INTRODUCTION:

One of the Moringaceae family’s effective remedies for malnutrition is Moringa oleifera. The presence of numerous vital compounds in the leaves, pods, and seeds of moringa makes it a highly nutritious plant. According to several reports, moringa has seven times the amount of vitamin C as oranges, ten times the amount of vitamin A as carrots, seventeen times the amount of calcium as milk, nine times the amount of protein as yoghurt, fifteen times the amount of potassium as bananas, and twenty-five times the amount of iron as spinach¹. Because moringa is so simple to grow, it can be used as a long-term solution for malnutrition.

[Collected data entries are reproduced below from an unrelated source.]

//! Cadena de callbacks de un tipo de operación.
//!
//! Orden de ejecución (de fuera hacia dentro):
//! 1. todos los `before` en orden de registro (ancestros primero);
//! 2. los `around` anidados: el primero registrado es el más externo;
//! 3. el body, una sola vez, dentro del `around` más interno;
//! 4. todos los `after` en orden de registro.
//!
//! Un halt/succeed antes de que el body termine corta los pasos 1-3 pero los
//! `after` siempre corren. Un error corta todo, incluidos los `after`, y sube
//! directo al manejo de errores de `Operation::run`.
use std::rc::Rc;

use log::trace;
use serde_json::Value;

use super::{Operation, Step};
use crate::errors::OperationError;

/// Continuación que recibe un hook `around`: ejecuta el resto de la cadena.
pub type Next<'a> = dyn FnMut(&mut Operation) -> Step + 'a;

pub(crate) type HookFn = Rc<dyn Fn(&mut Operation) -> Step>;
pub(crate) type AroundFn = Rc<dyn Fn(&mut Operation, &mut Next<'_>) -> Step>;
pub(crate) type ErrorFn = Rc<dyn Fn(&Operation, &OperationError)>;
pub(crate) type NotifyFn = Rc<dyn Fn(&Operation)>;
pub(crate) type BodyFn = Rc<dyn Fn(&mut Operation) -> Step<Value>>;

/// Objeto delegado con métodos homónimos a cada tipo de hook.
///
/// Todos tienen implementación vacía por defecto; `around` por defecto sólo
/// continúa la cadena.
pub trait Callbacks {
    fn before(&self, _op: &mut Operation) -> Step {
        Ok(())
    }

    fn around(&self, op: &mut Operation, next: &mut Next<'_>) -> Step {
        next(op)
    }

    fn after(&self, _op: &mut Operation) -> Step {
        Ok(())
    }

    fn error(&self, _op: &Operation, _error: &OperationError) {}

    fn succeeded(&self, _op: &Operation) {}

    fn halted(&self, _op: &Operation) {}
}

/// Registro ordenado de hooks. Se clona (copia de vectores de `Rc`) al
/// extender un tipo, así que un subtipo nunca comparte almacenamiento mutable
/// con su ancestro.
#[derive(Clone, Default)]
pub struct CallbackChain {
    before: Vec<HookFn>,
    around: Vec<AroundFn>,
    after: Vec<HookFn>,
    error: Vec<ErrorFn>,
    succeeded: Vec<NotifyFn>,
    halted: Vec<NotifyFn>,
}

impl CallbackChain {
    pub(crate) fn push_before(&mut self, hook: HookFn) {
        self.before.push(hook);
    }

    pub(crate) fn push_around(&mut self, hook: AroundFn) {
        self.around.push(hook);
    }

    pub(crate) fn push_after(&mut self, hook: HookFn) {
        self.after.push(hook);
    }

    pub(crate) fn push_error(&mut self, hook: ErrorFn) {
        self.error.push(hook);
    }

    pub(crate) fn push_succeeded(&mut self, hook: NotifyFn) {
        self.succeeded.push(hook);
    }

    pub(crate) fn push_halted(&mut self, hook: NotifyFn) {
        self.halted.push(hook);
    }

    /// Cantidad total de hooks registrados.
    pub fn len(&self) -> usize {
        self.before.len() + self.around.len() + self.after.len() + self.error.len() + self.succeeded.len() + self.halted.len()
    }

    pub fn is_empty(&self) -> bool {
        self.len() == 0
    }

    /// Ejecuta before/around/body/after. Devuelve `Err` sólo para errores;
    /// halt y succeed se absorben aquí tras correr los `after`.
    pub(crate) fn run(&self, op: &mut Operation, body: &BodyFn) -> Result<(), OperationError> {
        match self.run_before(op).and_then(|()| self.run_around(0, op, body)) {
            Ok(()) => {}
            Err(interrupt) => {
                if let Some(error) = interrupt.into_error() {
                    return Err(error);
                }
            }
        }

        // Ningún around llegó al body y nadie detuvo la ejecución.
        op.settle()?;

        for (index, hook) in self.after.iter().enumerate() {
            trace!("{} after hook #{index}", op.describe());
            if let Err(interrupt) = hook(op) {
                if let Some(error) = interrupt.into_error() {
                    return Err(error);
                }
            }
        }
        Ok(())
    }

    fn run_before(&self, op: &mut Operation) -> Step {
        for (index, hook) in self.before.iter().enumerate() {
            trace!("{} before hook #{index}", op.describe());
            hook(op)?;
        }
        Ok(())
    }

    fn run_around(&self, index: usize, op: &mut Operation, body: &BodyFn) -> Step {
        match self.around.get(index) {
            Some(hook) => {
                trace!("{} around hook #{index}", op.describe());
                let mut next = |op: &mut Operation| self.run_around(index + 1, op, body);
                hook(op, &mut next)
            }
            None => {
                trace!("{} body", op.describe());
                let value = body(op)?;
                op.complete_with(super::OperationState::Succeeded, value)?;
                Ok(())
            }
        }
    }

    pub(crate) fn notify_error(&self, op: &Operation, error: &OperationError) {
        for hook in &self.error {
            hook(op, error);
        }
    }

    pub(crate) fn notify_succeeded(&self, op: &Operation) {
        for hook in &self.succeeded {
            hook(op);
        }
    }

    pub(crate) fn notify_halted(&self, op: &Operation) {
        for hook in &self.halted {
            hook(op);
        }
    }
}

impl std::fmt::Debug for CallbackChain {
    fn fmt(&self, f: &mut std::fmt::Formatter<'_>) -> std::fmt::Result {
        f.debug_struct("CallbackChain")
         .field("before", &self.before.len())
         .field("around", &self.around.len())
         .field("after", &self.after.len())
         .field("error", &self.error.len())
         .field("succeeded", &self.succeeded.len())
         .field("halted", &self.halted.len())
         .finish()
    }
}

Children are treated with moringa in nations like Senegal and Benin². Youngsters who aren’t given enough breast milk frequently exhibit signs of malnutrition. In order to increase milk production, breastfeeding moms are typically prescribed lactogogues. The phytosterol-based lactogogue functions as a precursor to the hormones needed for the development of reproductive organs. Hormone precursors, such as stigmasterol, sitosterol, and kampesterol, are abundant in moringa phytosterols. These substances raise the synthesis of estrogen, which in turn promotes the growth of the mammary gland ducts, resulting in the secretion of milk. Malnutrition in children under three years old is treated with it³. During pregnancy, a woman can consume around six spoonfuls of leaf powder to meet her daily needs for calcium and iron. An overview of the pharmacological and therapeutic qualities of moringa for commercial usage is given in this study.

MEDICINAL PROPERTIES:

More than 300 ailments can be cured with M. oleifera, which is frequently regarded to as a panacea. Africans and Indians have traditionally employed moringa in herbal therapy. Because of the phytochemicals, it’s a useful therapeutic agent.

1) Antidiabetic property:

It has been demonstrated that moringa can treat Type 1 and Type 2 diabetes. Patients with type 1 diabetes do not produce enough insulin, a hormone that keeps blood glucose levels within the normal range that is necessary. Insulin resistance is linked to type 2 diabetes. Beta cell malfunction, which lowers the signaling to insulin due to a failure to recognize glucose levels, may also be the cause of type 2 diabetes⁴. This would result in elevated blood glucose levels. Moringa has been demonstrated in numerous research to have anti-diabetic properties. A study has demonstrated that M. oleifera aqueous extracts can treat insulin-resistant type 2 diabetes in mice as well as streptozotocin-induced Type 1 diabetes⁵. In a different study, the researchers observed a decrease in fasting blood glucose when they provided moringa seed powder to the STZ-induced diabetic rats¹⁴. Additionally, the serum levels of antioxidant enzymes rose in the rats given 500mg/kg body weight of moringa seed powder.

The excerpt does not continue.